12.29.2006

Les premietrs extraits de l'Écho...



« L’Écho du Labrador »


Dès leurs arrivées au Canada, les missionnaires qui sont désignés pour le Labrador embarquèrent sur le petit vapeur King Edward, le 27 octobre 1903, et se dirigèrent vers la Côte-Nord du Saint-Laurent, qui s'étend de Tadoussac à Blanc‑Sablon. De ce groupe, on retrouve parmi-eux les Pères Arthur Divet (1903-1904) et Joseph Pihan (1903-1905) qui sont nommés pour le poste de Natashquan et les dessertes suivantes :: Île à Michon, Aguanish et Baie-Johan-Beetz.

Quelques extraits de ce premier journal…
Tout d'abord, un « éditorial » de la rédaction et par la suite un texte du Père Arthur Divet, missionnaire de Natashquan.


Novembre 1903
Rivière Pentecôte
Pour publication à « l'Écho du Labrador »...

À nos chers abonnés

L'Écho est heureux de vous offrir dès aujourd'hui le « personnel » complet de la Province de l'Amérique du Nord. C'est un humble hommage de reconnaissance qu'il a tenu à vous présenter en retour de votre générosité et de votre bienveillance à son égard.

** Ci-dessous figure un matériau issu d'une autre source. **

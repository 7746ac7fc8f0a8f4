//! Scrub rule sets.
//!
//! A provider declares which request fields vary between runs (dates,
//! request ids, signatures) and how to normalize them before comparison.
//! Normalized values are only ever compared; stored sessions always keep the
//! raw bytes. Any field without a rule must match exactly.

use crate::error::{Error, Result};
use regex::Regex;
use std::borrow::Cow;
use std::collections::HashMap;
use std::fmt;
use std::sync::Arc;
use tracing::debug;

/// Addresses one comparable field of a request or response.
#[derive(Debug, Clone, PartialEq, Eq, Hash, PartialOrd, Ord)]
pub enum FieldPath {
    Method,
    /// The full target. Query parameters with their own rule are excluded.
    Target,
    /// One query parameter of the target URL.
    Query(String),
    /// All values of a header; names are stored lowercase.
    Header(String),
    Metadata(String),
    Body,
    /// A JSON pointer (RFC 6901) into a JSON body, e.g. `/items/0/etag`.
    BodyJson(String),
    /// Response status. Only meaningful on [`Side::Response`].
    Status,
}

impl FieldPath {
    pub fn header(name: &str) -> Self {
        Self::Header(name.to_ascii_lowercase())
    }

    pub fn query(name: impl Into<String>) -> Self {
        Self::Query(name.into())
    }

    pub fn metadata(key: impl Into<String>) -> Self {
        Self::Metadata(key.into())
    }

    pub fn body_json(pointer: impl Into<String>) -> Self {
        Self::BodyJson(pointer.into())
    }

    /// The stored form of this path: header names lowercase.
    #[must_use]
    pub fn canonical(self) -> Self {
        match self {
            Self::Header(name) => Self::header(&name),
            other => other,
        }
    }

    /// Equality with header names compared case-insensitively.
    pub fn same_field(&self, other: &Self) -> bool {
        match (self, other) {
            (Self::Header(a), Self::Header(b)) => a.eq_ignore_ascii_case(b),
            _ => self == other,
        }
    }
}

impl fmt::Display for FieldPath {
    fn fmt(&self, f: &mut fmt::Formatter<'_>) -> fmt::Result {
        match self {
            Self::Method => f.write_str("method"),
            Self::Target => f.write_str("target"),
            Self::Query(name) => write!(f, "query[{name}]"),
            Self::Header(name) => write!(f, "header[{name}]"),
            Self::Metadata(key) => write!(f, "metadata[{key}]"),
            Self::Body => f.write_str("body"),
            Self::BodyJson(pointer) => write!(f, "body{pointer}"),
            Self::Status => f.write_str("status"),
        }
    }
}

#[derive(Debug, Clone, Copy, PartialEq, Eq, Hash)]
pub enum Side {
    Request,
    Response,
}

pub type NormalizeFn = Arc<dyn Fn(&str) -> String + Send + Sync>;

/// How a field is compared.
#[derive(Clone)]
pub enum ScrubPolicy {
    /// The field is left out of the comparison entirely, presence included.
    Ignore,
    /// Both sides go through `func` and the results must be equal.
    Normalize { label: String, func: NormalizeFn },
    /// Exact comparison. The default for every field without a rule.
    RequireEqual,
}

static REQUIRE_EQUAL: ScrubPolicy = ScrubPolicy::RequireEqual;

impl ScrubPolicy {
    pub fn normalize<F>(label: impl Into<String>, func: F) -> Self
    where
        F: Fn(&str) -> String + Send + Sync + 'static,
    {
        Self::Normalize {
            label: label.into(),
            func: Arc::new(func),
        }
    }

    /// Replaces every value with `value`; presence still has to match.
    pub fn constant(value: impl Into<String>) -> Self {
        let value = value.into();
        let label = format!("constant({value})");
        Self::normalize(label, move |_| value.clone())
    }

    /// Replaces every match of `pattern` with `replacement`.
    pub fn replace_regex(pattern: &str, replacement: impl Into<String>) -> Result<Self> {
        let regex = Regex::new(pattern)
            .map_err(|e| Error::config(format!("Invalid scrub pattern {pattern:?}: {e}")))?;
        let replacement = replacement.into();
        let label = format!("replace({pattern} -> {replacement})");
        Ok(Self::normalize(label, move |value| {
            regex.replace_all(value, replacement.as_str()).into_owned()
        }))
    }

    pub fn label(&self) -> &str {
        match self {
            Self::Ignore => "ignore",
            Self::Normalize { label, .. } => label,
            Self::RequireEqual => "require_equal",
        }
    }

    /// `None` means the value takes no part in the comparison.
    pub fn apply<'a>(&self, raw: &'a str) -> Option<Cow<'a, str>> {
        match self {
            Self::Ignore => None,
            Self::Normalize { func, .. } => Some(Cow::Owned(func(raw))),
            Self::RequireEqual => Some(Cow::Borrowed(raw)),
        }
    }
}

impl fmt::Debug for ScrubPolicy {
    fn fmt(&self, f: &mut fmt::Formatter<'_>) -> fmt::Result {
        match self {
            Self::Normalize { label, .. } => f.debug_tuple("Normalize").field(label).finish(),
            other => f.write_str(other.label()),
        }
    }
}

#[derive(Debug, Clone)]
pub struct ScrubRule {
    pub side: Side,
    pub path: FieldPath,
    pub policy: ScrubPolicy,
}

/// The rules one provider contributes, in declaration order.
#[derive(Debug, Clone)]
pub struct ScrubRuleSet {
    provider: String,
    rules: Vec<ScrubRule>,
}

impl ScrubRuleSet {
    pub fn new(provider: impl Into<String>) -> Self {
        Self {
            provider: provider.into(),
            rules: Vec::new(),
        }
    }

    pub fn provider(&self) -> &str {
        &self.provider
    }

    /// Adds a rule. A second rule for the same side and path replaces the
    /// first in place, so a path never has two competing policies.
    #[must_use]
    pub fn rule(mut self, side: Side, path: FieldPath, policy: ScrubPolicy) -> Self {
        let path = path.canonical();
        if let Some(existing) = self
            .rules
            .iter_mut()
            .find(|rule| rule.side == side && rule.path == path)
        {
            existing.policy = policy;
        } else {
            self.rules.push(ScrubRule { side, path, policy });
        }
        self
    }

    #[must_use]
    pub fn ignore(self, path: FieldPath) -> Self {
        self.rule(Side::Request, path, ScrubPolicy::Ignore)
    }

    #[must_use]
    pub fn normalize(self, path: FieldPath, policy: ScrubPolicy) -> Self {
        self.rule(Side::Request, path, policy)
    }

    #[must_use]
    pub fn require_equal(self, path: FieldPath) -> Self {
        self.rule(Side::Request, path, ScrubPolicy::RequireEqual)
    }

    #[must_use]
    pub fn response_rule(self, path: FieldPath, policy: ScrubPolicy) -> Self {
        self.rule(Side::Response, path, policy)
    }

    pub fn rules_for(&self, side: Side) -> impl Iterator<Item = &ScrubRule> {
        self.rules.iter().filter(move |rule| rule.side == side)
    }

    pub fn policy_for(&self, side: Side, path: &FieldPath) -> &ScrubPolicy {
        self.rules
            .iter()
            .find(|rule| rule.side == side && rule.path.same_field(path))
            .map_or(&REQUIRE_EQUAL, |rule| &rule.policy)
    }

    pub fn covers(&self, side: Side, path: &FieldPath) -> bool {
        self.rules
            .iter()
            .any(|rule| rule.side == side && rule.path.same_field(path))
    }

    /// Normalizes `raw` for comparison under whatever rule covers `path`.
    pub fn apply<'a>(&self, side: Side, path: &FieldPath, raw: &'a str) -> Option<Cow<'a, str>> {
        self.policy_for(side, path).apply(raw)
    }

    pub(crate) fn has_query_rules(&self, side: Side) -> bool {
        self.rules_for(side)
            .any(|rule| matches!(rule.path, FieldPath::Query(_)))
    }

    pub(crate) fn has_body_json_rules(&self, side: Side) -> bool {
        self.rules_for(side)
            .any(|rule| matches!(rule.path, FieldPath::BodyJson(_)))
    }
}

/// Provider name to rule set. The harness registers nothing itself.
#[derive(Debug, Clone, Default)]
pub struct ScrubRegistry {
    sets: HashMap<String, Arc<ScrubRuleSet>>,
}

impl ScrubRegistry {
    pub fn new() -> Self {
        Self::default()
    }

    /// Registers `set` under its provider name, returning any set it replaced.
    pub fn register(&mut self, set: ScrubRuleSet) -> Option<Arc<ScrubRuleSet>> {
        self.sets.insert(set.provider.clone(), Arc::new(set))
    }

    #[must_use]
    pub fn with(mut self, set: ScrubRuleSet) -> Self {
        self.register(set);
        self
    }

    /// Rule set for `provider`; an unregistered provider gets an empty set,
    /// which compares every field exactly.
    pub fn lookup(&self, provider: &str) -> Arc<ScrubRuleSet> {
        if let Some(set) = self.sets.get(provider) {
            return Arc::clone(set);
        }
        debug!(provider, "No scrub rules registered; all fields compare exactly");
        Arc::new(ScrubRuleSet::new(provider))
    }

    pub fn providers(&self) -> Vec<&str> {
        let mut names: Vec<&str> = self.sets.keys().map(String::as_str).collect();
        names.sort_unstable();
        names
    }
}
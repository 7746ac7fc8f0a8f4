//! Request matching.
//!
//! Two passes decide whether a live request is the recorded one. First every
//! rule the provider declared for the request side runs, in declaration
//! order. Then every remaining field is compared exactly, in a fixed order:
//! method, target, headers (sorted by name), metadata (sorted by key), body.
//! The first failing field becomes the diff.
//!
//! Headers are grouped by lowercase name, so the relative order of different
//! headers does not matter, while repeated values of one header compare in
//! the order they were sent.
//!
//! Bodies are bytes. A JSON pointer rule masks the values it selects in the
//! recorded text and everything else is compared byte for byte, so member
//! order, whitespace and number spelling all count.

use crate::model::{RequestRecord, ResponseRecord, short_sha256};
use crate::scrub::{FieldPath, ScrubPolicy, ScrubRuleSet, Side};
use serde::de::{Deserialize, Deserializer, MapAccess, Visitor};
use serde_json::value::RawValue;
use std::borrow::Cow;
use std::cmp::Reverse;
use std::collections::{BTreeMap, BTreeSet};
use std::fmt;
use std::ops::Range;
use url::form_urlencoded;

const DIFF_VALUE_LIMIT: usize = 160;
const ABSENT: &str = "<absent>";

/// The first field that failed to match.
#[derive(Debug, Clone, PartialEq, Eq)]
pub struct MatchDiff {
    pub path: FieldPath,
    /// Label of the policy the field was compared under.
    pub policy: String,
    /// Raw stored value, rendered for humans; `None` when absent.
    pub stored: Option<String>,
    pub live: Option<String>,
}

impl fmt::Display for MatchDiff {
    fn fmt(&self, f: &mut fmt::Formatter<'_>) -> fmt::Result {
        write!(
            f,
            "{} differs ({}): stored={} live={}",
            self.path,
            self.policy,
            self.stored.as_deref().unwrap_or(ABSENT),
            self.live.as_deref().unwrap_or(ABSENT),
        )
    }
}

#[derive(Debug, Clone, PartialEq, Eq)]
pub struct MatchResult {
    pub matched: bool,
    pub diff: Option<MatchDiff>,
}

impl MatchResult {
    fn from_diff(diff: Option<MatchDiff>) -> Self {
        Self {
            matched: diff.is_none(),
            diff,
        }
    }
}

/// Decides whether `live` is equivalent to `stored` under the request-side
/// rules of `rules`. Neither record is modified.
pub fn match_request(
    live: &RequestRecord,
    stored: &RequestRecord,
    rules: &ScrubRuleSet,
) -> MatchResult {
    let stored = Fields::of_request(stored);
    let live = Fields::of_request(live);
    MatchResult::from_diff(compare(Side::Request, rules, &stored, &live))
}

/// Compares a fresh response against a recorded one under the response-side
/// rules. Replay never calls this; it is for checking drift between
/// recordings.
pub fn compare_responses(
    live: &ResponseRecord,
    stored: &ResponseRecord,
    rules: &ScrubRuleSet,
) -> MatchResult {
    let stored = Fields::of_response(stored);
    let live = Fields::of_response(live);
    MatchResult::from_diff(compare(Side::Response, rules, &stored, &live))
}

struct Fields<'a> {
    method: Option<&'a str>,
    target: Option<&'a str>,
    status: Option<u16>,
    headers: &'a [(String, String)],
    metadata: Option<&'a BTreeMap<String, String>>,
    body: &'a [u8],
}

S'il en est, parmi les confrères qui vous entourent, qui désireraient avoir aussi ce petit personnel, ayez l'obligeance de leur dire de s'adresser à la Rivière Pentecôte où nous nous ferons un plaisir de le leur expédier moyennant .03 cents l'exemplaire; .25 cents la douzaine; .40 cents les vingt-cinq; .70 cents les cinquante.

La navigation étant désormais fermée sur le grand fleuve, le prochain « Écho » vous sera porté par le service des chiens. Nous croyons pouvoir assurer, d'après le tableau des convois postaux de la Côte-Nord, que notre courrier n'en n'éprouvera aucun retard.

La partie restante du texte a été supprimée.